I’ll say!” the wife agreed excitedly. “A real bargain for Silicon Valley!”
April 26: Flash Fiction Challenge
“So I caught a fish this big,” said a fisherman, his hands slightly apart.
“Oh yeah? Well I caught one this big,” bragged another fisherman, his arms stretched out farther.
“That’s nothing,” another fisherman chimed in. “I caught one this big!” He strained his arms apart as far as they could stretch.
“Hey, guys!” announced Spiderman foe and public nuisance Dr. Octopus as he approached. “Wanna hear how big of a fish I caught?” he boasted, a proud smile underneath his coke bottle thick eyeglasses. He eagerly prepared to extend his four extra metallic arms to maximum length.
April 5: Flash Fiction
Horace ran around the town square under the midday sun laughing and whooping while doing flips and cartwheels.
“Horace is acting rather strange,” a townsperson observed.
“He sure is,” another concurred.
“Must be because it’s spring,” a third interjected. “He does act strange when the seasons change.”
“But this is out of control,” the first said. “And look at that suggestive move he’s doing to one of the pillars in front of the courthouse!”
“Perhaps it’s time to kick Horace out of our respectable community,” the second townsperson suggested.
“Agreed,” the third agreed. “He’s too weird for Santa Cruz.”
March 8: Flash Fiction Challenge
Timmy brought the balloon animal to his family. “Look at what I got.”
“Why look at that balloon dog!” his mother said. “How cute!”
“No,” father disagreed, “it’s a horse.”
“You’re both wrong,” grandma interrupted. “It’s obviously a rhinoceros.”
“Let me look at that,” Uncle Wally requested as he took the balloon animal and inspected it. “Just as I thought, a pelican.”
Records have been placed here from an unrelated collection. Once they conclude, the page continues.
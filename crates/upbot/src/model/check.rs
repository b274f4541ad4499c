use std::fmt;

use chrono::{DateTime, Utc};
use serde::{Deserialize, Serialize};

/// Outcome of probing one endpoint from one region.
#[derive(Debug, Clone, Copy, PartialEq, Eq, Hash, Serialize, Deserialize)]
#[serde(rename_all = "UPPERCASE")]
pub enum CheckStatus {
    Up,
    Down,
    Unknown,
}

impl CheckStatus {
    pub fn as_str(&self) -> &'static str {
        match self {
            CheckStatus::Up => "UP",
            CheckStatus::Down => "DOWN",
            CheckStatus::Unknown => "UNKNOWN",
        }
    }

    pub fn parse(value: &str) -> Self {
        match value.to_ascii_uppercase().as_str() {
            "UP" => CheckStatus::Up,
            "DOWN" => CheckStatus::Down,
            _ => CheckStatus::Unknown,
        }
    }
}

impl fmt::Display for CheckStatus {
    fn fmt(&self, f: &mut fmt::Formatter<'_>) -> fmt::Result {
        f.write_str(self.as_str())
    }
}

/// Persisted result of a single (endpoint, region) probe.
///
/// Results are append-only; `(endpoint_id, region_id, observed_at)` is the
/// deduplication key in the store.
#[derive(Debug, Clone, PartialEq, Eq, Serialize, Deserialize)]
pub struct CheckResult {
    pub endpoint_id: String,
    pub region_id: String,
    pub status: CheckStatus,
    pub response_time_ms: u64,
    pub status_code: Option<u16>,
    pub error: Option<String>,
    pub observed_at: DateTime<Utc>,
}

impl CheckResult {
    /// New result in the `Unknown` state
    pub fn new(endpoint_id: impl Into<String>, region_id: impl Into<String>, observed_at: DateTime<Utc>) -> Self {
        Self {
            endpoint_id: endpoint_id.into(),
            region_id: region_id.into(),
            status: CheckStatus::Unknown,
            response_time_ms: 0,
            status_code: None,
            error: None,
            observed_at,
        }
    }

    pub fn up(mut self, response_time_ms: u64, status_code: Option<u16>) -> Self {
        self.status = CheckStatus::Up;
        self.response_time_ms = response_time_ms;
        self.status_code = status_code;
        self
    }

    pub fn down(mut self, error: impl Into<String>) -> Self {
        self.status = CheckStatus::Down;
        self.error = Some(error.into());
        self
    }

    pub fn unknown(mut self, error: impl Into<String>) -> Self {
        self.status = CheckStatus::Unknown;
        self.error = Some(error.into());
        self
    }
}

#[cfg(test)]
mod tests {
    use chrono::TimeZone;

    use super::*;

    #[test]
    fn status_parses_case_insensitively() {
        assert_eq!(CheckStatus::parse("up"), CheckStatus::Up);
        assert_eq!(CheckStatus::parse("Down"), CheckStatus::Down);
        assert_eq!(CheckStatus::parse("degraded"), CheckStatus::Unknown);
    }

    #[test]
    fn result_serializes_with_rfc3339_observation_time() {
        let observed_at = Utc.timestamp_millis_opt(65_000).unwrap();
        let result = CheckResult::new("e1", "r1", observed_at).up(87, Some(200));

        let json = serde_json::to_value(&result).unwrap();
        assert_eq!(json["status"], "UP");
        assert_eq!(json["observed_at"], "1970-01-01T00:01:05Z");

        let back: CheckResult = serde_json::from_value(json).unwrap();
        assert_eq!(back, result);
    }
}
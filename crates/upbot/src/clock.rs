//! Wall-clock abstraction so due-time arithmetic can be driven by tests.

use std::sync::atomic::{AtomicI64, Ordering};

use chrono::Utc;

/// Source of "now" in epoch milliseconds.
pub trait Clock: Send + Sync {
    fn now_ms(&self) -> i64;
}

#[derive(Debug, Default, Clone, Copy)]
pub struct SystemClock;

impl Clock for SystemClock {
    fn now_ms(&self) -> i64 {
        Utc::now().timestamp_millis()
    }
}

/// Clock that only moves when told to.
#[derive(Debug, Default)]
pub struct ManualClock {
    now_ms: AtomicI64,
}

impl ManualClock {
    pub fn new(now_ms: i64) -> Self {
        Self { now_ms: AtomicI64::new(now_ms) }
    }

    pub fn set(&self, now_ms: i64) {
        self.now_ms.store(now_ms, Ordering::SeqCst);
    }

    pub fn advance(&self, delta_ms: i64) -> i64 {
        self.now_ms.fetch_add(delta_ms, Ordering::SeqCst) + delta_ms
    }
}

impl Clock for ManualClock {
    fn now_ms(&self) -> i64 {
        self.now_ms.load(Ordering::SeqCst)
    }
}
//! Due-time index and the scheduler that drains it.

pub mod scheduler;

use std::collections::HashMap;

use async_trait::async_trait;

use crate::error::QueueError;
use crate::model::{Endpoint, ScheduleEntry};
use crate::queue::RoutedJob;

pub use scheduler::{Scheduler, SchedulerOptions, TickReport};

/// Jobs to append for one due entry, plus its re-armed replacement.
#[derive(Debug, Clone, PartialEq, Eq)]
pub struct Dispatch {
    /// Due time the entry carried when it was read. The dispatch is dropped if
    /// the stored entry no longer carries it.
    pub expected_due_ms: i64,
    pub next: ScheduleEntry,
    pub jobs: Vec<RoutedJob>,
}

/// Time-ordered index holding exactly one live entry per endpoint.
#[async_trait]
pub trait ScheduleStore: Send + Sync {
    /// Insert entries whose endpoint has no live entry yet. Returns how many
    /// were inserted.
    async fn admit(&self, entries: &[ScheduleEntry]) -> Result<usize, QueueError>;

    /// Entries with `due_at_ms <= now_ms`, earliest first.
    async fn due(&self, now_ms: i64, limit: usize) -> Result<Vec<ScheduleEntry>, QueueError>;

    /// Atomically append every dispatch's jobs and replace its entry, skipping
    /// dispatches whose entry moved since it was read. Returns how many
    /// dispatches were applied.
    async fn commit_dispatch(&self, batch: &[Dispatch]) -> Result<usize, QueueError>;

    /// Overwrite the snapshot of endpoints that have a live entry, leaving
    /// their due time alone. Returns how many were updated.
    async fn replace_snapshots(&self, endpoints: &[Endpoint]) -> Result<usize, QueueError>;

    async fn remove(&self, endpoint_ids: &[String]) -> Result<usize, QueueError>;

    /// Snapshot of every live entry keyed by endpoint id.
    async fn scheduled(&self) -> Result<HashMap<String, ScheduleEntry>, QueueError>;

    async fn clear(&self) -> Result<(), QueueError>;
}
//! Process configuration.
//!
//! Defaults live in code, an optional TOML file can replace any of them and
//! environment variables override both.

mod env;
mod methods;
mod types;

pub use env::CONFIG_PATH_VAR;
pub use types::{QueueSettings, SchedulerSettings, Settings, StoreSettings, WorkerSettings};
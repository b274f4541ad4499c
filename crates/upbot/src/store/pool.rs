use std::sync::atomic::{AtomicUsize, Ordering};

use deadpool::managed::{self, Pool, RecycleError, RecycleResult};
use libsql::{params, Connection, Database, Error as LibsqlError};

/// Hands out libsql connections and checks them on the way back in.
pub struct LibsqlManager {
    database: Database,
    recycle_count: AtomicUsize,
}

impl LibsqlManager {
    pub fn new(database: Database) -> Self {
        Self { database, recycle_count: AtomicUsize::new(0) }
    }

    /// Number of recycle checks run so far.
    pub fn recycled(&self) -> usize {
        self.recycle_count.load(Ordering::Relaxed)
    }
}

impl managed::Manager for LibsqlManager {
    type Type = Connection;
    type Error = LibsqlError;

    async fn create(&self) -> Result<Self::Type, Self::Error> {
        self.database.connect()
    }

    /// Round-trips a fresh counter value before a connection is reused. A
    /// connection that echoes back anything else is discarded by the pool
    /// rather than handed to the next caller.
    async fn recycle(&self, conn: &mut Self::Type, _: &managed::Metrics) -> RecycleResult<Self::Error> {
        let nonce = self.recycle_count.fetch_add(1, Ordering::Relaxed) as u64;
        let row = conn
            .query("SELECT ?1", params![nonce])
            .await?
            .next()
            .await?
            .ok_or(LibsqlError::QueryReturnedNoRows)?;

        if row.get::<u64>(0)? != nonce {
            return Err(RecycleError::Message("connection returned a stale row".into()));
        }
        Ok(())
    }
}

pub type LibsqlPool = Pool<LibsqlManager>;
Aunt Sue grabbed the balloon animal and looked it over. “No, it’s a lobster.”
“You’re all wrong,” Timmy said as he took it back. “It’s just a bunch of balloons randomly tied together. You people are weird.”
February 1: Flash Fiction Challenge
“Trust me, son, you’ll like this film,” father said as he inserted the DVD. “It’s a classic!”
“Oh no, not another black and white movie.”
“Still a quality film.”
“But old movies are so dated,” the son insisted. “And they talk so fast you can’t understand them.”
“That’s because they were all high on Benzedrine, but you’ll like this one,” father assured. “A timeless story.” He pressed play on the remote, the movie started, and they watched the opening scene.
“So if this is a black and white movie,” the son wondered, “how come it only has white actors?”
January 25: Flash Fiction Challenge
Terry looked over the screenplay he was cowriting and hoped that the alteration he made would be acceptable. He went to the director.
“There’s something about the script I think should change,” Terry said.
“The title? What’s wrong with Edge of Doom?”
“Well, it’s a bit clichéd.”
“But it matches the theme perfectly!” the director asserted.
“True, but I was thinking of something a little more imaginative.” Terry handed over the rewritten script.
The director looked at the title page. “Seriously?” he laughed. “Who’s going to want to watch a movie called Dr. Strangelove“?
January 18: Flash Fiction Challenge
Cpl. Wildey led his squad through a clearing and into a wooded thicket toward enemy lines on a reconnaissance mission to ascertain troop locations. The trail they were on approached an enemy headquarters in the distance. Cpl. Wildey thought he saw movement ahead, so he ordered his troops to sneak up by crawling through a high grass area. He carefully maneuvered them without notice when he suddenly came face to face with a pair of the enemy’s boots standing squarely and menacingly. Fear shot through him, until he looked up and saw that no one was wearing the boots.